- _PROBLEM STATEMENT_
Note every line in the entries that contains the string "format", and copy it.

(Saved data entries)
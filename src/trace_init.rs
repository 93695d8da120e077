#[cfg(feature = "trace")]
use std::path::Path;
#[cfg(feature = "trace")]
use std::sync::Once;

#[cfg(feature = "trace")]
static INIT: Once = Once::new();

/// Keeps the background log writer alive; drop it last to flush.
#[must_use]
pub struct TraceGuard {
    #[cfg(feature = "trace")]
    _guard: Option<tracing_appender::non_blocking::WorkerGuard>,
}

/// Install the global subscriber. With `log_dir`, events go to
/// `beyging-trace.jsonl` there as JSON lines; otherwise to stderr.
#[cfg(feature = "trace")]
pub fn init_tracing(log_dir: Option<&Path>) -> TraceGuard {
    let mut guard = None;
    INIT.call_once(|| {
        let filter = tracing_subscriber::EnvFilter::try_from_default_env().unwrap_or_else(|_| {
            tracing_subscriber::EnvFilter::new("beyging=info,beyging_core=info")
        });
        match log_dir {
            Some(dir) => {
                let file_appender = tracing_appender::rolling::never(dir, "beyging-trace.jsonl");
                let (non_blocking, worker) = tracing_appender::non_blocking(file_appender);
                guard = Some(worker);
                tracing_subscriber::fmt()
                    .json()
                    .with_writer(non_blocking)
                    .with_target(true)
                    .with_span_events(tracing_subscriber::fmt::format::FmtSpan::CLOSE)
                    .with_env_filter(filter)
                    .init();
            }
            None => {
                tracing_subscriber::fmt()
                    .with_writer(std::io::stderr)
                    .with_target(false)
                    .with_env_filter(filter)
                    .init();
            }
        }
    });
    TraceGuard { _guard: guard }
}

#[cfg(not(feature = "trace"))]
pub fn init_tracing(_log_dir: Option<&std::path::Path>) -> TraceGuard {
    TraceGuard {}
}
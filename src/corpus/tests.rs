use std::fs;
use std::io::Cursor;

use rand::SeedableRng;
use rand_chacha::ChaCha8Rng;

use super::*;
use crate::testutil::{frequencies, lexicon, write};

#[test]
fn parse_noun_lines() {
    assert_eq!(
        parse_noun_line("hestur,kk"),
        Some(("hestur", Category::Masculine))
    );
    assert_eq!(parse_noun_line("  borg,kvk \n"), Some(("borg", Category::Feminine)));
    assert_eq!(parse_noun_line(""), None);
    assert_eq!(parse_noun_line("hestur"), None);
    assert_eq!(parse_noun_line("hestur,kk,extra"), None);
}

#[test]
fn parse_adjective_lines() {
    assert_eq!(parse_adjective_line("góður\n"), Some("góður"));
    assert_eq!(parse_adjective_line("   "), None);
    assert_eq!(parse_adjective_line("góður,lo"), None);
}

#[test]
fn nouns_are_filtered_and_bucketed() {
    let dir = tempfile::tempdir().unwrap();
    let lex = lexicon();
    let freq = frequencies();
    let settings = Settings::default();
    let processor = CorpusProcessor::new(&lex, &freq, &settings);
    let mut store = BucketBuilder::new("nouns", dir.path());

    let input = "hestur,kk\ngull,hk\nJón,kk\nver,kk\nver,hk\nbroken\n\nhestur,kvk\n";
    let stats = processor.process_nouns(Cursor::new(input), &mut store).unwrap();

    assert_eq!(stats.lines, 8);
    assert_eq!(stats.skipped_lines, 2);
    assert_eq!(stats.kept, 2);
    assert_eq!(stats.rejected["proper_noun"], 1);
    assert_eq!(stats.rejected["meaning_count"], 2);
    assert_eq!(stats.rejected["category_mismatch"], 1);
    assert_eq!(stats.rejected_total(), 4);

    // 150 + 30 occurrences over hestur's forms.
    assert!(store.lemmas(2).unwrap().contains("hestur"));
    assert!(store.lemmas(0).unwrap().contains("gull"));
    assert!(store.lemmas(1).is_none());
}

#[test]
fn adjectives_are_filtered() {
    let dir = tempfile::tempdir().unwrap();
    let lex = lexicon();
    let freq = frequencies();
    let settings = Settings::default();
    let processor = CorpusProcessor::new(&lex, &freq, &settings);
    let mut store = BucketBuilder::new("adj", dir.path());

    let input = "góður\nfallegur\ngar\nhestur\n";
    let stats = processor.process_adjectives(Cursor::new(input), &mut store).unwrap();

    assert_eq!(stats.kept, 1);
    assert_eq!(stats.rejected["excluded_suffix"], 1);
    assert_eq!(stats.rejected["deny_listed"], 1);
    assert_eq!(stats.rejected["category_mismatch"], 1);
    assert_eq!(store.sizes(), vec![(0, 1)]);
}

#[test]
fn run_writes_bucket_files() {
    let dir = tempfile::tempdir().unwrap();
    write(dir.path(), "nouns.csv", "hestur,kk\ngull,hk\nver,hk\n");
    write(dir.path(), "adjectives.csv", "góður\nfallegur\n");

    let lex = lexicon();
    let freq = frequencies();
    let settings = Settings::default();
    let processor = CorpusProcessor::new(&lex, &freq, &settings);
    let data = DataDir::new(dir.path());
    let mut rng = ChaCha8Rng::seed_from_u64(1);

    processor.run_nouns(&data, &mut rng).unwrap();
    processor.run_adjectives(&data, &mut rng).unwrap();

    assert_eq!(fs::read_to_string(dir.path().join("nouns-2.txt")).unwrap(), "hestur\n");
    assert_eq!(fs::read_to_string(dir.path().join("nouns-0.txt")).unwrap(), "gull\n");
    assert!(!dir.path().join("nouns-1.txt").exists());
    assert_eq!(fs::read_to_string(dir.path().join("adj-0.txt")).unwrap(), "góður\n");

    // Suffix-excluded adjectives never reach any bucket file.
    for bucket in 0..3 {
        let path = dir.path().join(format!("adj-{bucket}.txt"));
        if let Ok(content) = fs::read_to_string(path) {
            assert!(content.lines().all(|l| !l.ends_with("legur")));
        }
    }
}

#[test]
fn run_fails_without_input() {
    let dir = tempfile::tempdir().unwrap();
    let lex = lexicon();
    let freq = frequencies();
    let settings = Settings::default();
    let processor = CorpusProcessor::new(&lex, &freq, &settings);
    let err = processor
        .run_nouns(&DataDir::new(dir.path()), &mut ChaCha8Rng::seed_from_u64(1))
        .unwrap_err();
    assert!(matches!(err, PipelineError::Io(_)));
}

- _RESULT OF THIS EXERCISE_
                    .with_span_events(tracing_subscriber::fmt::format::FmtSpan::CLOSE)
        let path = dir.path().join(format!("adj-{bucket}.txt"));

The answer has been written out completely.